Of the material below, only the lines from the line containing "let report = service().build_daily(date(24)).await.unwrap();" down to the line containing "let first = service.build_daily(date(24)).await.unwrap();" belong in the answer, written out exactly.

[[ Material to process open ]]

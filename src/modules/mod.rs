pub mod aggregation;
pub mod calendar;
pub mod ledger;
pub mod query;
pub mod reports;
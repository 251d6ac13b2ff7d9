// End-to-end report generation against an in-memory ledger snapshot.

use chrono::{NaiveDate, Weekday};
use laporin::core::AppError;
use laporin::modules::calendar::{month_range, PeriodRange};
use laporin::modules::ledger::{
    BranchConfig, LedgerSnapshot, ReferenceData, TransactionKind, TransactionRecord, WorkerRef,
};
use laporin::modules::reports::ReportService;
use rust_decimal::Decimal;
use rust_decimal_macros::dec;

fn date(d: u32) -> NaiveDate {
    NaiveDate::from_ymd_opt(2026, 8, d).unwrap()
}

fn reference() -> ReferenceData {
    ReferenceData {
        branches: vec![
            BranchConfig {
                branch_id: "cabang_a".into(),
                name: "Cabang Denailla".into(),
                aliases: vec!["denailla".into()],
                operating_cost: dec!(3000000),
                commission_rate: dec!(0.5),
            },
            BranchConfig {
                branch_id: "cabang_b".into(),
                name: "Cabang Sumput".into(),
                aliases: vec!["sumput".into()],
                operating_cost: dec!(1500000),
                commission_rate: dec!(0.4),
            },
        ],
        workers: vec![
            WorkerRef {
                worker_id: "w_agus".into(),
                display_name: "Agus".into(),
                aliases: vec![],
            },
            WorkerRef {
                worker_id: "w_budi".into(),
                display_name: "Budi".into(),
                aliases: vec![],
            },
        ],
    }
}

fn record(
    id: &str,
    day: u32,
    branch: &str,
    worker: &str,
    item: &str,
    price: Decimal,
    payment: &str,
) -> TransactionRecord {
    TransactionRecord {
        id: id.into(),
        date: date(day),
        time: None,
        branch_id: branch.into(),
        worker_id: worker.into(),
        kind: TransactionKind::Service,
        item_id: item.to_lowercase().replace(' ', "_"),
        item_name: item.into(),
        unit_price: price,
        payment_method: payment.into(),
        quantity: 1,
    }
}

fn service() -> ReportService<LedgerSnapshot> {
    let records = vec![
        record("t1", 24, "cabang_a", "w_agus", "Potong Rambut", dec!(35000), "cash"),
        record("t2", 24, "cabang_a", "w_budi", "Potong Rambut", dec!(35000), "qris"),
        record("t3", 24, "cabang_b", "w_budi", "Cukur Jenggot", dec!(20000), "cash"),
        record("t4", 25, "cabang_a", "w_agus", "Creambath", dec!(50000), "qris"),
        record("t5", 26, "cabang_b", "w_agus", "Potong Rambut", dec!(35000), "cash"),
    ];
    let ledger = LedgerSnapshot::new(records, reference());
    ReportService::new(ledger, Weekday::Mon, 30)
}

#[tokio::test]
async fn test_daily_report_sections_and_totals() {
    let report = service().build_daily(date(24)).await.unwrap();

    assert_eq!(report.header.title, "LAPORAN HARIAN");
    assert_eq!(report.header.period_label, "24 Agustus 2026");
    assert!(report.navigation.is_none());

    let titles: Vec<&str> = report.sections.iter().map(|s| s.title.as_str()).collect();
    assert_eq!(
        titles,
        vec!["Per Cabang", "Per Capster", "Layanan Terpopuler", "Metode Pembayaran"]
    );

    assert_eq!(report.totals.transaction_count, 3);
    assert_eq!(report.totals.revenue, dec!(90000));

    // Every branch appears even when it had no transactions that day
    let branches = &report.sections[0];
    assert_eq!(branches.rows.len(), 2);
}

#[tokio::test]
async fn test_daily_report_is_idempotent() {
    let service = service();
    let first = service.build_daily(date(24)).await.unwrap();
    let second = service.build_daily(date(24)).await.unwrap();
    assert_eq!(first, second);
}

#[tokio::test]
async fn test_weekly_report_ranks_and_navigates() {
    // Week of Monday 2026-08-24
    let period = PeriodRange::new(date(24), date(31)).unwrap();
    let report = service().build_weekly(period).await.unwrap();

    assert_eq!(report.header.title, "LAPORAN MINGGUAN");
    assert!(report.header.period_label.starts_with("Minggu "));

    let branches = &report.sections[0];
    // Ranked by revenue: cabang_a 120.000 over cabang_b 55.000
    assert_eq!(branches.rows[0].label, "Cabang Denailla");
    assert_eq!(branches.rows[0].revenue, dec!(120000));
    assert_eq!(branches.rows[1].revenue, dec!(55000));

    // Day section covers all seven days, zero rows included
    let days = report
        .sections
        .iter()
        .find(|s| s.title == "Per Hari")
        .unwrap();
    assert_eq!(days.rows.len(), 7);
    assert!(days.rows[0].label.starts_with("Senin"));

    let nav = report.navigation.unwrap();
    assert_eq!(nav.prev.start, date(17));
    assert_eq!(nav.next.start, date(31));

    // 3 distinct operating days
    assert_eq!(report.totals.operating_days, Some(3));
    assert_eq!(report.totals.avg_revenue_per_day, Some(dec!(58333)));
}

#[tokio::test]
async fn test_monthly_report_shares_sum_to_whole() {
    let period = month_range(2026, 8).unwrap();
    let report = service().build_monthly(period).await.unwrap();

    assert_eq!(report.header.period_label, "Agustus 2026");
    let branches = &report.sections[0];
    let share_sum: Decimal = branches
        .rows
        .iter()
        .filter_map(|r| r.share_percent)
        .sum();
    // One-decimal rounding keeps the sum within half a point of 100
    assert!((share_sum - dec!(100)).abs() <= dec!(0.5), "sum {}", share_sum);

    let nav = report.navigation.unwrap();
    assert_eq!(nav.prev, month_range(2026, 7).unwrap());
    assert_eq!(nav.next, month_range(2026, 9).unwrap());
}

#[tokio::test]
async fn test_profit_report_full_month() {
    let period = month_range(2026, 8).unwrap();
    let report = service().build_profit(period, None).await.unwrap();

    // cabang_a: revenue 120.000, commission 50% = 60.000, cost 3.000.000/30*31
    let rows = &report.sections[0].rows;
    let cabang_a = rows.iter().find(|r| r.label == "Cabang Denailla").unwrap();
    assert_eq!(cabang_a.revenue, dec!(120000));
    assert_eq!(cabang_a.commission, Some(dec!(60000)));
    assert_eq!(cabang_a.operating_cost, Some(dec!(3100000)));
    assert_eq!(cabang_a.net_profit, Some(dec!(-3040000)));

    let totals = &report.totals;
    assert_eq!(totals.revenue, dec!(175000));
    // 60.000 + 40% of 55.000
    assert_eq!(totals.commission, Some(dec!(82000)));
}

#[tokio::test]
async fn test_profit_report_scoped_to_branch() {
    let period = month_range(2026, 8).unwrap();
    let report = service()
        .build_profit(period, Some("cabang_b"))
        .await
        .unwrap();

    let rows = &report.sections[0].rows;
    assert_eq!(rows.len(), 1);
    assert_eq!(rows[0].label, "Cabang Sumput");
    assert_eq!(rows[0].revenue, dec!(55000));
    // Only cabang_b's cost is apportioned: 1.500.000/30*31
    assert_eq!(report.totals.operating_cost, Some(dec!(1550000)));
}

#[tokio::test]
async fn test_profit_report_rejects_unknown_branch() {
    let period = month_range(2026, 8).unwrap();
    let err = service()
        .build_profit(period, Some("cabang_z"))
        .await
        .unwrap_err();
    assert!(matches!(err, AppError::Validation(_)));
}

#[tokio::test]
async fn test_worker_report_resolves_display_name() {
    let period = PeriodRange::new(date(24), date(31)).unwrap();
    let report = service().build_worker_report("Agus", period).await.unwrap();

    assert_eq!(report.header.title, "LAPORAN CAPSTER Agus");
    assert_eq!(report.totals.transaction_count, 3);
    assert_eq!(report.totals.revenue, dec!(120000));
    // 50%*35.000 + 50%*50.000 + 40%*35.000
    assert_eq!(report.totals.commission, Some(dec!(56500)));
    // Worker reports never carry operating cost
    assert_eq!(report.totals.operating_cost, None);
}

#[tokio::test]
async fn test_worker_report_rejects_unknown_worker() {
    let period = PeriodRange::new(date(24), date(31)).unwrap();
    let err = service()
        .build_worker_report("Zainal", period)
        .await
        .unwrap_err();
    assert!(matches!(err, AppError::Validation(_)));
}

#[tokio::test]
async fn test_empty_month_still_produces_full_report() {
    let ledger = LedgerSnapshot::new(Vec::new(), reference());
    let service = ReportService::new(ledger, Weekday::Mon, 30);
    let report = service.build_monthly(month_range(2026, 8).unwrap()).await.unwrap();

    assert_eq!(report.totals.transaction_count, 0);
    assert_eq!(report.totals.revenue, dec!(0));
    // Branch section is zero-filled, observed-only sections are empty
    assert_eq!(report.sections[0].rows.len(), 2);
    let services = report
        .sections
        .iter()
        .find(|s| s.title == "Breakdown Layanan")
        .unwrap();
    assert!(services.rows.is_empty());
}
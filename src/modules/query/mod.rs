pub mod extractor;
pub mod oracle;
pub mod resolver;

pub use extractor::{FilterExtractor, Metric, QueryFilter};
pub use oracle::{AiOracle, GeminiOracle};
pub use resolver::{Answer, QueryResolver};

[[ Material to process closed ]]

→ Written solution:
    let report = service().build_daily(date(24)).await.unwrap();

    assert_eq!(report.header.title, "LAPORAN HARIAN");
    assert_eq!(report.header.period_label, "24 Agustus 2026");
    assert!(report.navigation.is_none());

    let titles: Vec<&str> = report.sections.iter().map(|s| s.title.as_str()).collect();
    assert_eq!(
        titles,
        vec!["Per Cabang", "Per Capster", "Layanan Terpopuler", "Metode Pembayaran"]
    );

    assert_eq!(report.totals.transaction_count, 3);
    assert_eq!(report.totals.revenue, dec!(90000));

    // Every branch appears even when it had no transactions that day
    let branches = &report.sections[0];
    assert_eq!(branches.rows.len(), 2);
}

#[tokio::test]
async fn test_daily_report_is_idempotent() {
    let service = service();
    let first = service.build_daily(date(24)).await.unwrap();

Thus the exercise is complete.